External anchoring frequency requirements by conformance level:

Table 3
Level Minimum Frequency Maximum Delay
Bronze Optional N/A
Silver Daily 24 hours
Gold Hourly 1 hour

Some operational scenarios may require delayed outcomes:

  • Human review processes may take minutes, hours, or days
  • System crashes may delay outcome logging until recovery
  • Network failures may delay Transparency Service registration

Implementations SHOULD document expected latency bounds in their Registration Policy. Extended delays SHOULD trigger monitoring alerts.

5.6. Conformance

An implementation conforms to this specification if it satisfies the following requirements:

  • MUST: Every logged ATTEMPT has exactly one Outcome
  • MUST: Outcomes reference ATTEMPTs via attemptId
  • MUST: Prompt content is hashed, not stored in cleartext
  • MUST: Signed Statements are encoded as COSE_Sign1
  • MUST: ATTEMPT is logged before safety evaluation

All other requirements (SHOULD, RECOMMENDED, MAY) are guidance for interoperability and security best practices but are not required for conformance.

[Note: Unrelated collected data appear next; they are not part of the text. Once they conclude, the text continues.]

//! Repository error model.
//!
//! # Responsibility
//! - Give callers semantic errors (`NotFound`, `MissingId`, ...) next to
//!   transport errors from SQLite.
//! - Classify store constraint failures so callers can tell a missing
//!   required value from a dangling or still-referenced foreign key.
//!
//! # Invariants
//! - Constraint failures are reported, never retried or repaired.

use crate::db::DbError;
use crate::model::RecordId;
use rusqlite::{ffi, ErrorCode};
use std::error::Error;
use std::fmt::{Display, Formatter};

pub type RepoResult<T> = Result<T, RepoError>;

/// Which store rule rejected a write or delete.
#[derive(Debug, Clone, Copy, PartialEq, Eq)]
pub enum ConstraintKind {
    /// A required column was written as NULL.
    NotNull,
    /// A reference points at a missing row, or a delete would orphan rows.
    ForeignKey,
    Unique,
    Check,
    Other,
}

impl ConstraintKind {
    pub fn as_str(self) -> &'static str {
        match self {
            Self::NotNull => "not_null",
            Self::ForeignKey => "foreign_key",
            Self::Unique => "unique",
            Self::Check => "check",
            Self::Other => "other",
        }
    }
}

/// Constraint failure reported by SQLite.
#[derive(Debug, Clone, PartialEq, Eq)]
pub struct ConstraintViolation {
    pub kind: ConstraintKind,
    /// SQLite's own message, e.g. `NOT NULL constraint failed: expense.amount`.
    pub message: String,
}

impl ConstraintViolation {
    /// Returns the classified violation when `error` is a constraint failure.
    pub fn classify(error: &rusqlite::Error) -> Option<Self> {
        let rusqlite::Error::SqliteFailure(failure, message) = error else {
            return None;
        };
        if failure.code != ErrorCode::ConstraintViolation {
            return None;
        }

        let kind = match failure.extended_code {
            ffi::SQLITE_CONSTRAINT_NOTNULL => ConstraintKind::NotNull,
            ffi::SQLITE_CONSTRAINT_FOREIGNKEY => ConstraintKind::ForeignKey,
            ffi::SQLITE_CONSTRAINT_UNIQUE | ffi::SQLITE_CONSTRAINT_PRIMARYKEY => {
                ConstraintKind::Unique
            }
            ffi::SQLITE_CONSTRAINT_CHECK => ConstraintKind::Check,
            _ => ConstraintKind::Other,
        };

        Some(Self {
            kind,
            message: message.clone().unwrap_or_else(|| failure.to_string()),
        })
    }
}

impl Display for ConstraintViolation {
    fn fmt(&self, f: &mut Formatter<'_>) -> std::fmt::Result {
        write!(f, "{} ({})", self.message, self.kind.as_str())
    }
}

/// Error for every repository operation.
#[derive(Debug)]
pub enum RepoError {
    /// Underlying SQLite/bootstrap error that is not a constraint failure.
    Db(DbError),
    /// The store rejected the statement.
    Constraint(ConstraintViolation),
    /// No row with this id exists in the entity table.
    NotFound { entity: &'static str, id: RecordId },
    /// Operation needs a persisted record but the record has no id.
    MissingId(&'static str),
    /// A relationship points at a record that was never saved.
    UnsavedReference {
        entity: &'static str,
        field: &'static str,
    },
    /// A value cannot be written to or read back from the store as is.
    InvalidData(String),
    /// Connection schema is not at the expected migrated version.
    UninitializedConnection {
        expected_version: u32,
        actual_version: u32,
    },
    MissingRequiredTable(&'static str),
    MissingRequiredColumn {
        table: &'static str,
        column: &'static str,
    },
}

impl RepoError {
    /// Returns the constraint kind when the store rejected the statement.
    pub fn constraint_kind(&self) -> Option<ConstraintKind> {
        match self {
            Self::Constraint(violation) => Some(violation.kind),
            _ => None,
        }
    }
}

impl Display for RepoError {
    fn fmt(&self, f: &mut Formatter<'_>) -> std::fmt::Result {
        match self {
            Self::Db(err) => write!(f, "{err}"),
            Self::Constraint(violation) => write!(f, "constraint violation: {violation}"),
            Self::NotFound { entity, id } => write!(f, "{entity} not found: {id}"),
            Self::MissingId(entity) => write!(f, "{entity} has no id; save it first"),
            Self::UnsavedReference { entity, field } => write!(
                f,
                "{entity}.{field} references a record that has not been saved"
            ),
            Self::InvalidData(message) => write!(f, "invalid data: {message}"),
            Self::UninitializedConnection {
                expected_version,
                actual_version,
            } => write!(
                f,
                "repository requires schema version {expected_version}, got {actual_version}"
            ),
            Self::MissingRequiredTable(table) => {
                write!(f, "repository requires table `{table}`")
            }
            Self::MissingRequiredColumn { table, column } => write!(
                f,
                "repository requires column `{column}` in table `{table}`"
            ),
        }
    }
}

impl Error for RepoError {
    fn source(&self) -> Option<&(dyn Error + 'static)> {
        match self {
            Self::Db(err) => Some(err),
            Self::Constraint(_) => None,
            Self::NotFound { .. } => None,
            Self::MissingId(_) => None,
            Self::UnsavedReference { .. } => None,
            Self::InvalidData(_) => None,
            Self::UninitializedConnection { .. } => None,
            Self::MissingRequiredTable(_) => None,
            Self::MissingRequiredColumn { .. } => None,
        }
    }
}

impl From<DbError> for RepoError {
    fn from(value: DbError) -> Self {
        match value {
            DbError::Sqlite(err) => Self::from(err),
            other => Self::Db(other),
        }
    }
}

impl From<rusqlite::Error> for RepoError {
    fn from(value: rusqlite::Error) -> Self {
        match ConstraintViolation::classify(&value) {
            Some(violation) => Self::Constraint(violation),
            None => Self::Db(DbError::Sqlite(value)),
        }
    }
}

#[cfg(test)]
mod tests {
    use super::{ConstraintKind, ConstraintViolation, RepoError};
    use rusqlite::Connection;

    fn scratch() -> Connection {
        let conn = Connection::open_in_memory().unwrap();
        conn.execute_batch(
            "PRAGMA foreign_keys = ON;
             CREATE TABLE parent (id INTEGER PRIMARY KEY, name TEXT NOT NULL UNIQUE);
             CREATE TABLE child (
                id INTEGER PRIMARY KEY,
                parent_id INTEGER NOT NULL REFERENCES parent(id),
                qty INTEGER CHECK (qty > 0)
             );
             INSERT INTO parent (id, name) VALUES (1, 'p');",
        )
        .unwrap();
        conn
    }

    fn kind_of(result: rusqlite::Result<usize>) -> Option<ConstraintKind> {
        let err = result.unwrap_err();
        ConstraintViolation::classify(&err).map(|violation| violation.kind)
    }

    #[test]
    fn classifies_sqlite_constraint_failures() {
        let conn = scratch();

        assert_eq!(
            kind_of(conn.execute("INSERT INTO parent (name) VALUES (NULL)", [])),
            Some(ConstraintKind::NotNull)
        );
        assert_eq!(
            kind_of(conn.execute("INSERT INTO parent (name) VALUES ('p')", [])),
            Some(ConstraintKind::Unique)
        );
        assert_eq!(
            kind_of(conn.execute("INSERT INTO child (parent_id) VALUES (99)", [])),
            Some(ConstraintKind::ForeignKey)
        );
        assert_eq!(
            kind_of(conn.execute("INSERT INTO child (parent_id, qty) VALUES (1, 0)", [])),
            Some(ConstraintKind::Check)
        );
    }

    #[test]
    fn non_constraint_errors_stay_db_errors() {
        let conn = scratch();
        let err = conn.execute("SELECT * FROM missing_table", []).unwrap_err();
        assert!(ConstraintViolation::classify(&err).is_none());
        assert!(matches!(RepoError::from(err), RepoError::Db(_)));
    }

    #[test]
    fn display_includes_store_message_and_kind() {
        let conn = scratch();
        let err = conn
            .execute("INSERT INTO parent (name) VALUES (NULL)", [])
            .unwrap_err();
        let repo_err = RepoError::from(err);
        assert_eq!(repo_err.constraint_kind(), Some(ConstraintKind::NotNull));
        let rendered = repo_err.to_string();
        assert!(rendered.contains("NOT NULL constraint failed: parent.name"));
        assert!(rendered.contains("not_null"));
    }
}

Implementations MAY extend the data model with additional fields provided the core conformance requirements are satisfied.

Implementations claiming a specific conformance level (Bronze/Silver/Gold) MUST satisfy all requirements for that level as defined in Section 3.

6. Data Model

This section defines example payloads for ATTEMPT, DENY, GENERATE, and ERROR Signed Statements. These are encoded as JSON payloads. This data model is non-normative; implementations MAY extend or modify these structures provided the conformance requirements in Section 5.6 are satisfied.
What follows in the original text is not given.